A television ad in Wyoming attacks Liz Cheney for her supposed support for gay marriage.

Cheney, the daughter of former vice president Dick Cheney, is challenging Wyoming Senator Mike Enzi in the upcoming Republican primary.

After a male announcer describes cabler MSNBC as “the go-to network for Barack Obama and Washington's liberal elites,” a clip of Liz Cheney in a 2009 appearance on the network is played.

“In Wyoming, Cheney campaigns as a conservative,” the narrator states in the ad. “In Washington, she appears on MSNBC to campaign against the marriage amendment and support government benefits for gay couples.” (The video is embedded on this page. Visit our video library for more videos.)

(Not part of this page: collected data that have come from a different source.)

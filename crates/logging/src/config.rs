//! # Logging Configuration
//!
//! Configuration for the logging subsystem.
//! Supports environment variables and programmatic configuration.

use std::path::PathBuf;

use serde::{Deserialize, Serialize};
use tracing_subscriber::{filter::LevelFilter, fmt, prelude::*, Registry};

/// Logging configuration structure.
#[derive(Debug, Clone, Serialize, Deserialize, PartialEq, Eq)]
#[serde(rename_all = "kebab-case")]
pub struct LoggingConfig {
    /// Log level (debug, info, warn, error)
    #[serde(default = "default_level")]
    pub level: String,

    /// Output format (json, pretty, compact)
    #[serde(default = "default_format")]
    pub format: String,

    /// Optional log file path
    #[serde(default)]
    pub log_file: Option<String>,

    /// Environment (development, testing, production)
    #[serde(default = "default_environment")]
    pub environment: String,
}

fn default_level() -> String { "info".to_string() }

fn default_format() -> String { "compact".to_string() }

fn default_environment() -> String { "development".to_string() }

impl Default for LoggingConfig {
    fn default() -> Self {
        Self {
            level:       default_level(),
            format:      default_format(),
            log_file:    None,
            environment: default_environment(),
        }
    }
}

impl LoggingConfig {
    /// Create configuration from environment variables, falling back to the given values.
    pub fn from_env(level: &str, format: &str, log_file: Option<&str>) -> Self {
        Self {
            level:       std::env::var("RUST_LOG")
                .ok()
                .unwrap_or_else(|| level.to_string()),
            format:      std::env::var("WAREHOUSE_LOG_FORMAT")
                .ok()
                .unwrap_or_else(|| format.to_string()),
            log_file:    std::env::var("WAREHOUSE_LOG_FILE")
                .ok()
                .or(log_file.map(|s| s.to_string())),
            environment: std::env::var("WAREHOUSE_ENV").unwrap_or_else(|_| default_environment()),
        }
    }

    /// Build the tracing subscriber from this configuration.
    pub fn build(&self) -> Box<dyn tracing::Subscriber + Send + Sync> {
        let level: LevelFilter = self.level.parse().unwrap_or(LevelFilter::INFO);

        match self.format.as_str() {
            "pretty" => self.build_pretty_subscriber(level),
            "compact" => self.build_compact_subscriber(level),
            _ => self.build_json_subscriber(level),
        }
    }

    /// Build a JSON subscriber for production logging.
    fn build_json_subscriber(&self, level: LevelFilter) -> Box<dyn tracing::Subscriber + Send + Sync> {
        let stdout_layer = fmt::layer()
            .json()
            .with_current_span(true)
            .with_timer(fmt::time::UtcTime::rfc_3339());

        if let Some(ref log_file) = self.log_file {
            let path = PathBuf::from(log_file);
            let directory = path
                .parent()
                .map(PathBuf::from)
                .unwrap_or_else(|| PathBuf::from("."));
            let file_name = path
                .file_name()
                .unwrap_or_default()
                .to_string_lossy()
                .into_owned();
            let file_appender = tracing_appender::rolling::daily(directory, file_name);
            let file_layer = fmt::layer()
                .json()
                .with_ansi(false)
                .with_writer(file_appender);
            Box::new(
                Registry::default()
                    .with(level)
                    .with(stdout_layer)
                    .with(file_layer),
            )
        }
        else {
            Box::new(Registry::default().with(level).with(stdout_layer))
        }
    }

    /// Build a pretty subscriber for development logging.
    fn build_pretty_subscriber(&self, level: LevelFilter) -> Box<dyn tracing::Subscriber + Send + Sync> {
        let subscriber = fmt::layer()
            .pretty()
            .with_timer(fmt::time::UtcTime::rfc_3339());
        Box::new(Registry::default().with(level).with(subscriber))
    }

    /// Build a compact subscriber for CLI usage and tests.
    fn build_compact_subscriber(&self, level: LevelFilter) -> Box<dyn tracing::Subscriber + Send + Sync> {
        let subscriber = fmt::layer()
            .compact()
            .with_timer(fmt::time::UtcTime::rfc_3339());
        Box::new(Registry::default().with(level).with(subscriber))
    }
}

However, Cheney announced her opposition to gay nuptials in August.

“I am strongly pro-life and I am not pro-gay marriage,” Liz Cheney said in a statement posted on her website. “I believe the issue of marriage must be decided by the states, and by the people in the states, not by judges and not even by legislators, but by the people themselves.”

The statement provoked a response from her younger sister, Mary Cheney, who is gay and married: “For the record, I love my sister. But she is dead wrong on the marriage issue.”

A spokeswoman for the American Principles Fund, which produced the ad, defended the spot in comments to The Los Angeles Times.

“It's very clear she doesn't support a constitutional amendment” limiting marriage to heterosexual couples, Sanders said. “There's not one thing she would do to protect traditional marriage at the federal level.”